[Required work]
Search the entries below for the word "GrpcResult", then copy each line in which it is found.

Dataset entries
● ● ● ● ● ● ●

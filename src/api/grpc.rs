//! Arrow Flight gRPC service.

use crate::api::telemetry::record_grpc_request;
use crate::auth::TokenAuthority;
use crate::codec::{DatasetDescriptor, DatasetRef, DatasetTicket, ListRequest};
use crate::dispatch::{Action as ShootsAction, ActionDispatcher, ACTION_TYPES};
use crate::server::ShutdownHandle;
use crate::service::BucketService;
use crate::storage::DatasetInfo;
use crate::{Error, ErrorKind, Result};

use arrow_flight::decode::{DecodedPayload, FlightDataDecoder};
use arrow_flight::encode::FlightDataEncoderBuilder;
use arrow_flight::error::FlightError;
use arrow_flight::flight_service_server::{FlightService, FlightServiceServer};
use arrow_flight::{
    Action, ActionType, Criteria, Empty, FlightData, FlightDescriptor, FlightEndpoint, FlightInfo,
    HandshakeRequest, HandshakeResponse, PollInfo, PutResult, SchemaAsIpc, SchemaResult, Ticket,
};
use arrow_ipc::writer::IpcWriteOptions;
use bytes::Bytes;
use futures::{Future, Stream, StreamExt, TryStreamExt};
use serde::{Deserialize, Serialize};
use std::pin::Pin;
use std::time::{Duration, Instant};
use tokio::net::TcpListener;
use tokio_stream::wrappers::TcpListenerStream;
use tonic::metadata::MetadataMap;
use tonic::transport::{Identity, Server, ServerTlsConfig};
use tonic::{Code, Request, Response, Status, Streaming};
use tracing::{error, info, info_span, warn, Instrument};

type GrpcResult<T> = std::result::Result<T, Status>;
type GrpcStream<T> = Pin<Box<dyn Stream<Item = GrpcResult<T>> + Send + 'static>>;

pub const GRPC_SERVICE_FLIGHT: &str = "arrow.flight.protocol.FlightService";

/// Request header carrying `Bearer <token>`
pub const AUTHORIZATION_HEADER: &str = "authorization";
/// Binary request header carrying the raw token
pub const AUTH_TOKEN_BIN_HEADER: &str = "auth-token-bin";

/// Error details attached to every failed status.
#[derive(Debug, Clone, PartialEq, Eq, Serialize, Deserialize)]
pub struct ErrorDetails {
    #[serde(rename = "type")]
    pub kind: String,
    pub message: String,
}

fn status_code(kind: ErrorKind) -> Code {
    match kind {
        ErrorKind::MalformedRequest | ErrorKind::Query => Code::InvalidArgument,
        ErrorKind::NotFound => Code::NotFound,
        ErrorKind::Validation | ErrorKind::Config => Code::FailedPrecondition,
        ErrorKind::UnsupportedAction => Code::Unimplemented,
        ErrorKind::Conflict => Code::AlreadyExists,
        ErrorKind::Unauthenticated => Code::Unauthenticated,
        ErrorKind::Internal => Code::Internal,
    }
}

impl From<Error> for Status {
    fn from(err: Error) -> Self {
        let kind = err.kind();
        let details = ErrorDetails {
            kind: kind.as_str().to_string(),
            message: err.message(),
        };
        let details = serde_json::to_vec(&details).unwrap_or_default();
        Status::with_details(status_code(kind), err.to_string(), Bytes::from(details))
    }
}
//! Bucket and dataset name rules.
//!
//! Names become path segments under the storage root, so anything that could
//! escape the root or collide with staging files is rejected outright.

use crate::{Error, Result};

/// Longest accepted name, in bytes.
///
/// Leaves room under the usual 255-byte file name limit for the longest
/// derived name, the `.{bucket}.{uuid}.deleting` bucket tombstone.
pub const MAX_NAME_LEN: usize = 200;

/// What a name is used for, for error messages.
#[derive(Debug, Clone, Copy, PartialEq, Eq)]
pub enum NameKind {
    Bucket,
    Dataset,
}

impl NameKind {
    fn as_str(&self) -> &'static str {
        match self {
            NameKind::Bucket => "bucket",
            NameKind::Dataset => "dataset",
        }
    }
}

/// Validate a bucket or dataset name.
///
/// Accepts ASCII alphanumerics plus `_`, `-` and `.`, with no leading dot.
pub fn validate_name(kind: NameKind, name: &str) -> Result<()> {
    let what = kind.as_str();
    if name.is_empty() {
        return Err(Error::MalformedRequest(format!("{what} name must not be empty")));
    }
    if name.len() > MAX_NAME_LEN {
        return Err(Error::MalformedRequest(format!(
            "{what} name exceeds {MAX_NAME_LEN} bytes"
        )));
    }
    if name.starts_with('.') {
        return Err(Error::MalformedRequest(format!(
            "{what} name '{name}' must not start with '.'"
        )));
    }
    if let Some(bad) = name
        .chars()
        .find(|c| !(c.is_ascii_alphanumeric() || matches!(c, '_' | '-' | '.')))
    {
        return Err(Error::MalformedRequest(format!(
            "{what} name '{name}' contains invalid character {bad:?}"
        )));
    }
    Ok(())
}

/// Whether a directory entry name could be a valid bucket or dataset.
pub(crate) fn is_valid_name(name: &str) -> bool {
    validate_name(NameKind::Dataset, name).is_ok()
}
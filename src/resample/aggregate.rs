//! Per-window aggregation kernels.
//!
//! Every kernel receives the row order (indices sorted by timestamp) and the
//! contiguous ranges of that order making up each window. Nulls are skipped.

use super::AggFunc;
use crate::{Error, Result};

use arrow::compute::{cast, take};
use arrow_array::cast::AsArray;
use arrow_array::types::{Float64Type, Int64Type, UInt64Type};
use arrow_array::{
    Array, ArrayRef, ArrowPrimitiveType, Float64Array, Int64Array, PrimitiveArray, UInt32Array,
};
use arrow_schema::DataType;
use std::ops::Range;
use std::sync::Arc;

/// Output type of `func` over a column of `input`, or `None` if unsupported.
pub(crate) fn output_type(func: AggFunc, input: &DataType) -> Option<DataType> {
    match func {
        AggFunc::Count => Some(DataType::Int64),
        AggFunc::First | AggFunc::Last => Some(input.clone()),
        AggFunc::Mean => is_numeric(input).then_some(DataType::Float64),
        AggFunc::Sum | AggFunc::Min | AggFunc::Max => accumulator_type(input),
    }
}

fn is_numeric(data_type: &DataType) -> bool {
    accumulator_type(data_type).is_some()
}

fn accumulator_type(data_type: &DataType) -> Option<DataType> {
    match data_type {
        DataType::Int8 | DataType::Int16 | DataType::Int32 | DataType::Int64 => {
            Some(DataType::Int64)
        }
        DataType::UInt8 | DataType::UInt16 | DataType::UInt32 | DataType::UInt64 => {
            Some(DataType::UInt64)
        }
        DataType::Float32 | DataType::Float64 => Some(DataType::Float64),
        _ => None,
    }
}

/// Aggregate `column` once per window.
pub(crate) fn aggregate(
    func: AggFunc,
    name: &str,
    column: &ArrayRef,
    order: &[u32],
    windows: &[Range<usize>],
) -> Result<ArrayRef> {
    let unsupported = || {
        Error::Validation(format!(
            "aggregation {} is not supported for column '{}' of type {}",
            func.as_str(),
            name,
            column.data_type()
        ))
    };

    match func {
        AggFunc::Count => Ok(count(column, order, windows)),
        AggFunc::First => pick(column, order, windows, false),
        AggFunc::Last => pick(column, order, windows, true),
        AggFunc::Mean => {
            if !is_numeric(column.data_type()) {
                return Err(unsupported());
            }
            let values = cast(column, &DataType::Float64)?;
            Ok(mean(values.as_primitive::<Float64Type>(), order, windows))
        }
        AggFunc::Sum | AggFunc::Min | AggFunc::Max => {
            let target = accumulator_type(column.data_type()).ok_or_else(unsupported)?;
            let values = cast(column, &target)?;
            match target {
                DataType::Int64 => {
                    fold_numeric::<Int64Type>(func, name, values.as_primitive(), order, windows)
                }
                DataType::UInt64 => {
                    fold_numeric::<UInt64Type>(func, name, values.as_primitive(), order, windows)
                }
                _ => fold_numeric::<Float64Type>(func, name, values.as_primitive(), order, windows),
            }
        }
    }
}

fn count(column: &ArrayRef, order: &[u32], windows: &[Range<usize>]) -> ArrayRef {
    let counts: Int64Array = windows
        .iter()
        .map(|range| {
            order[range.clone()]
                .iter()
                .filter(|&&row| column.is_valid(row as usize))
                .count() as i64
        })
        .collect::<Vec<_>>()
        .into();
    Arc::new(counts)
}

fn pick(column: &ArrayRef, order: &[u32], windows: &[Range<usize>], last: bool) -> Result<ArrayRef> {
    let valid = |row: &&u32| column.is_valid(**row as usize);
    let indices: UInt32Array = windows
        .iter()
        .map(|range| {
            let rows = &order[range.clone()];
            if last {
                rows.iter().rev().find(valid).copied()
            } else {
                rows.iter().find(valid).copied()
            }
        })
        .collect::<Vec<_>>()
        .into();
    Ok(take(column.as_ref(), &indices, None)?)
}

fn mean(values: &Float64Array, order: &[u32], windows: &[Range<usize>]) -> ArrayRef {
    let means: Float64Array = windows
        .iter()
        .map(|range| {
            let (sum, n) = order[range.clone()]
                .iter()
                .map(|&row| row as usize)
                .filter(|&row| values.is_valid(row))
                .fold((0.0, 0u64), |(sum, n), row| (sum + values.value(row), n + 1));
            (n > 0).then(|| sum / n as f64)
        })
        .collect::<Vec<_>>()
        .into();
    Arc::new(means)
}

fn fold_numeric<T>(
    func: AggFunc,
    name: &str,
    values: &PrimitiveArray<T>,
    order: &[u32],
    windows: &[Range<usize>],
) -> Result<ArrayRef>
where
    T: ArrowPrimitiveType,
    T::Native: PartialOrd + CheckedAdd,
{
    let mut out = Vec::with_capacity(windows.len());
    for range in windows {
        let mut acc: Option<T::Native> = None;
        for &row in &order[range.clone()] {
            let row = row as usize;
            if values.is_null(row) {
                continue;
            }
            let v = values.value(row);
            acc = Some(match (acc, func) {
                (None, _) => v,
                (Some(a), AggFunc::Sum) => a.add_checked(v).ok_or_else(|| {
                    Error::Validation(format!("sum of column '{name}' overflows"))
                })?,
                (Some(a), AggFunc::Min) => {
                    if v < a {
                        v
                    } else {
                        a
                    }
                }
                (Some(a), _) => {
                    if v > a {
                        v
                    } else {
                        a
                    }
                }
            });
        }
        out.push(acc);
    }
    Ok(Arc::new(out.into_iter().collect::<PrimitiveArray<T>>()))
}

/// Addition that reports integer overflow. Floats never fail.
pub(crate) trait CheckedAdd: Sized {
    fn add_checked(self, other: Self) -> Option<Self>;
}

impl CheckedAdd for i64 {
    fn add_checked(self, other: Self) -> Option<Self> {
        self.checked_add(other)
    }
}

impl CheckedAdd for u64 {
    fn add_checked(self, other: Self) -> Option<Self> {
        self.checked_add(other)
    }
}

impl CheckedAdd for f64 {
    fn add_checked(self, other: Self) -> Option<Self> {
        Some(self + other)
    }
}
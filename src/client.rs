//! Flight client for a Shoots server
//!
//! A thin typed wrapper over `FlightServiceClient`: every action has a method
//! that encodes its payload and decodes its result record, and failed calls
//! come back as the same [`Error`] kinds the server raised.

use crate::api::grpc::flight_error;
use crate::api::{status_to_error, AUTHORIZATION_HEADER};
use crate::codec::{
    DatasetDescriptor, DatasetRef, DatasetTicket, DeleteBucketRequest, DeleteRequest, ListRequest,
    ResampleRequest, TokenRequest,
};
use crate::dispatch::{
    Action, DatasetListing, DeleteBucketOutcome, DeleteOutcome, TokenOutcome, PONG, SHUTDOWN_ACK,
};
use crate::service::{PutReport, ResampleReport};
use crate::storage::DeleteMode;
use crate::{Error, Result};

use arrow_array::RecordBatch;
use arrow_flight::decode::FlightRecordBatchStream;
use arrow_flight::encode::FlightDataEncoderBuilder;
use arrow_flight::error::FlightError;
use arrow_flight::flight_service_client::FlightServiceClient;
use arrow_flight::{Criteria, FlightData, FlightDescriptor, FlightInfo, HandshakeRequest};
use arrow_schema::{Schema, SchemaRef};
use bytes::Bytes;
use futures::{StreamExt, TryStreamExt};
use serde::de::DeserializeOwned;
use serde_json::{Map, Value};
use std::sync::Arc;
use tonic::metadata::{Ascii, MetadataValue};
use tonic::transport::{Certificate, Channel, ClientTlsConfig, Endpoint};
use tonic::Request;

#[derive(Debug, Clone)]
pub struct ShootsClient {
    inner: FlightServiceClient<Channel>,
    token: Option<MetadataValue<Ascii>>,
}

impl ShootsClient {
    /// Connect to `grpc://host:port` (or `http://host:port`).
    pub async fn connect(location: &str) -> Result<Self> {
        let endpoint = endpoint(location)?;
        Self::from_endpoint(endpoint).await
    }

    /// Connect over TLS, trusting `ca_pem`.
    pub async fn connect_tls(location: &str, ca_pem: &[u8], domain: &str) -> Result<Self> {
        let tls = ClientTlsConfig::new()
            .ca_certificate(Certificate::from_pem(ca_pem))
            .domain_name(domain);
        let endpoint = endpoint(location)?
            .tls_config(tls)
            .map_err(|e| Error::Config(format!("invalid TLS configuration: {e}")))?;
        Self::from_endpoint(endpoint).await
    }

    async fn from_endpoint(endpoint: Endpoint) -> Result<Self> {
        let channel = endpoint
            .connect()
            .await
            .map_err(|e| Error::Internal(format!("failed to connect: {e}")))?;
        Ok(Self {
            inner: FlightServiceClient::new(channel)
                .max_decoding_message_size(usize::MAX)
                .max_encoding_message_size(usize::MAX),
            token: None,
        })
    }

    /// Send `token` as a bearer credential on every call.
    pub fn with_token(mut self, token: &str) -> Result<Self> {
        let value = format!("Bearer {token}")
            .parse::<MetadataValue<Ascii>>()
            .map_err(|_| Error::MalformedRequest("token is not valid header text".to_string()))?;
        self.token = Some(value);
        Ok(self)
    }

    fn request<T>(&self, message: T) -> Request<T> {
        let mut request = Request::new(message);
        if let Some(token) = &self.token {
            request
                .metadata_mut()
                .insert(AUTHORIZATION_HEADER, token.clone());
        }
        request
    }

    /// Present a token through the Flight handshake.
    pub async fn handshake(&mut self, token: &str) -> Result<()> {
        let hello = HandshakeRequest {
            protocol_version: 0,
            payload: Bytes::from(token.to_string()),
        };
        let mut responses = self
            .inner
            .handshake(futures::stream::iter(vec![hello]))
            .await
            .map_err(|s| status_to_error(&s))?
            .into_inner();
        responses
            .message()
            .await
            .map_err(|s| status_to_error(&s))?
            .ok_or_else(|| Error::Internal("empty handshake response".to_string()))?;
        Ok(())
    }

    /// Upload `batches` under the descriptor's dataset and write mode.
    pub async fn put(
        &mut self,
        descriptor: &DatasetDescriptor,
        schema: SchemaRef,
        batches: Vec<RecordBatch>,
    ) -> Result<PutReport> {
        let frames: Vec<FlightData> = FlightDataEncoderBuilder::new()
            .with_schema(schema)
            .with_flight_descriptor(Some(descriptor.to_flight()?))
            .build(futures::stream::iter(batches.into_iter().map(Ok)))
            .try_collect()
            .await
            .map_err(flight_error)?;

        let request = self.request(futures::stream::iter(frames));
        let mut results = self
            .inner
            .do_put(request)
            .await
            .map_err(|s| status_to_error(&s))?
            .into_inner();
        let result = results
            .message()
            .await
            .map_err(|s| status_to_error(&s))?
            .ok_or_else(|| Error::Internal("DoPut returned no result".to_string()))?;
        decode_record("put", &result.app_metadata)
    }

    /// Fetch a dataset, or the result of a filtered ticket.
    /// Start a DoGet and hand back the batches as they arrive.
    ///
    /// Call errors surface here; errors raised mid-stream come out of the
    /// stream as `FlightError`s.
    pub async fn get_stream(&mut self, ticket: &DatasetTicket) -> Result<FlightRecordBatchStream> {
        let request = self.request(arrow_flight::Ticket::new(ticket.to_bytes()?));
        let frames = self
            .inner
            .do_get(request)
            .await
            .map_err(|s| status_to_error(&s))?
            .into_inner()
            .map_err(FlightError::from);
        Ok(FlightRecordBatchStream::new_from_flight_data(frames))
    }

    pub async fn get(&mut self, ticket: &DatasetTicket) -> Result<(SchemaRef, Vec<RecordBatch>)> {
        let mut stream = self.get_stream(ticket).await?;
        let mut batches = Vec::new();
        while let Some(batch) = stream.next().await {
            batches.push(batch.map_err(flight_error)?);
        }
        let schema = stream
            .schema()
            .cloned()
            .ok_or_else(|| Error::Internal("DoGet stream carried no schema".to_string()))?;
        Ok((schema, batches))
    }

    pub async fn list_flights(&mut self, request: &ListRequest) -> Result<Vec<FlightInfo>> {
        let criteria = Criteria {
            expression: crate::codec::encode_json(request)?,
        };
        let request = self.request(criteria);
        self.inner
            .list_flights(request)
            .await
            .map_err(|s| status_to_error(&s))?
            .into_inner()
            .try_collect()
            .await
            .map_err(|s| status_to_error(&s))
    }

    pub async fn flight_info(&mut self, dataset: &DatasetRef) -> Result<FlightInfo> {
        let request = self.request(FlightDescriptor::new_path(dataset.to_path()));
        Ok(self
            .inner
            .get_flight_info(request)
            .await
            .map_err(|s| status_to_error(&s))?
            .into_inner())
    }

    pub async fn schema(&mut self, dataset: &DatasetRef) -> Result<SchemaRef> {
        let request = self.request(FlightDescriptor::new_path(dataset.to_path()));
        let result = self
            .inner
            .get_schema(request)
            .await
            .map_err(|s| status_to_error(&s))?
            .into_inner();
        Ok(Arc::new(Schema::try_from(&result)?))
    }

    /// Run an action and return its raw result records.
    pub async fn action(&mut self, action: &Action) -> Result<Vec<Bytes>> {
        let request = self.request(action.to_flight()?);
        self.inner
            .do_action(request)
            .await
            .map_err(|s| status_to_error(&s))?
            .into_inner()
            .map_ok(|result| result.body)
            .try_collect()
            .await
            .map_err(|s| status_to_error(&s))
    }

    async fn single<T: DeserializeOwned>(&mut self, action: Action) -> Result<T> {
        let name = action.name();
        let records = self.action(&action).await?;
        match records.as_slice() {
            [record] => decode_record(name, record),
            other => Err(Error::Internal(format!(
                "{name} returned {} result records, expected 1",
                other.len()
            ))),
        }
    }

    pub async fn ping(&mut self) -> Result<()> {
        let records = self.action(&Action::Ping).await?;
        match records.as_slice() {
            [record] if record.as_ref() == PONG => Ok(()),
            _ => Err(Error::Internal("unexpected ping reply".to_string())),
        }
    }

    pub async fn list(&mut self, request: ListRequest) -> Result<Vec<DatasetListing>> {
        let records = self.action(&Action::List(request)).await?;
        records
            .iter()
            .map(|record| decode_record("list", record))
            .collect()
    }

    pub async fn buckets(&mut self) -> Result<Vec<String>> {
        self.single(Action::Buckets).await
    }

    pub async fn delete(
        &mut self,
        bucket: &str,
        dataset: &str,
        missing_ok: bool,
    ) -> Result<DeleteOutcome> {
        self.single(Action::Delete(DeleteRequest {
            bucket: bucket.to_string(),
            dataset: dataset.to_string(),
            missing_ok,
        }))
        .await
    }

    pub async fn delete_bucket(
        &mut self,
        bucket: &str,
        mode: DeleteMode,
    ) -> Result<DeleteBucketOutcome> {
        self.single(Action::DeleteBucket(DeleteBucketRequest {
            bucket: bucket.to_string(),
            mode,
        }))
        .await
    }

    pub async fn resample(&mut self, request: ResampleRequest) -> Result<ResampleReport> {
        self.single(Action::Resample(request)).await
    }

    pub async fn generate_admin_token(
        &mut self,
        claims: Map<String, Value>,
        ttl_secs: Option<u64>,
    ) -> Result<String> {
        let outcome: TokenOutcome = self
            .single(Action::GenerateAdminToken(TokenRequest { claims, ttl_secs }))
            .await?;
        Ok(outcome.token)
    }

    /// Ask the server to stop.
    pub async fn shutdown(&mut self) -> Result<()> {
        let ack: Vec<String> = self.single(Action::Shutdown).await?;
        if ack.iter().any(|line| line == SHUTDOWN_ACK) {
            Ok(())
        } else {
            Err(Error::Internal(format!("unexpected shutdown reply {ack:?}")))
        }
    }
}

fn endpoint(location: &str) -> Result<Endpoint> {
    let uri = if let Some(rest) = location.strip_prefix("grpc+tls://") {
        format!("https://{rest}")
    } else if let Some(rest) = location.strip_prefix("grpc://") {
        format!("http://{rest}")
    } else {
        location.to_string()
    };
    Endpoint::from_shared(uri)
        .map_err(|e| Error::Config(format!("invalid location '{location}': {e}")))
}

fn decode_record<T: DeserializeOwned>(what: &str, bytes: &[u8]) -> Result<T> {
    serde_json::from_slice(bytes)
        .map_err(|e| Error::Internal(format!("invalid {what} result record: {e}")))
}

#[cfg(test)]
mod tests {
    use super::*;

    #[test]
    fn test_location_schemes() {
        assert_eq!(
            endpoint("grpc://127.0.0.1:8081").unwrap().uri().to_string(),
            "http://127.0.0.1:8081/"
        );
        assert_eq!(
            endpoint("grpc+tls://example.com:443").unwrap().uri().to_string(),
            "https://example.com:443/"
        );
        assert!(endpoint("not a uri").is_err());
    }
}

● ● ● ● ● ● ●

[Answer to the problem]
type GrpcResult<T> = std::result::Result<T, Status>;
type GrpcStream<T> = Pin<Box<dyn Stream<Item = GrpcResult<T>> + Send + 'static>>;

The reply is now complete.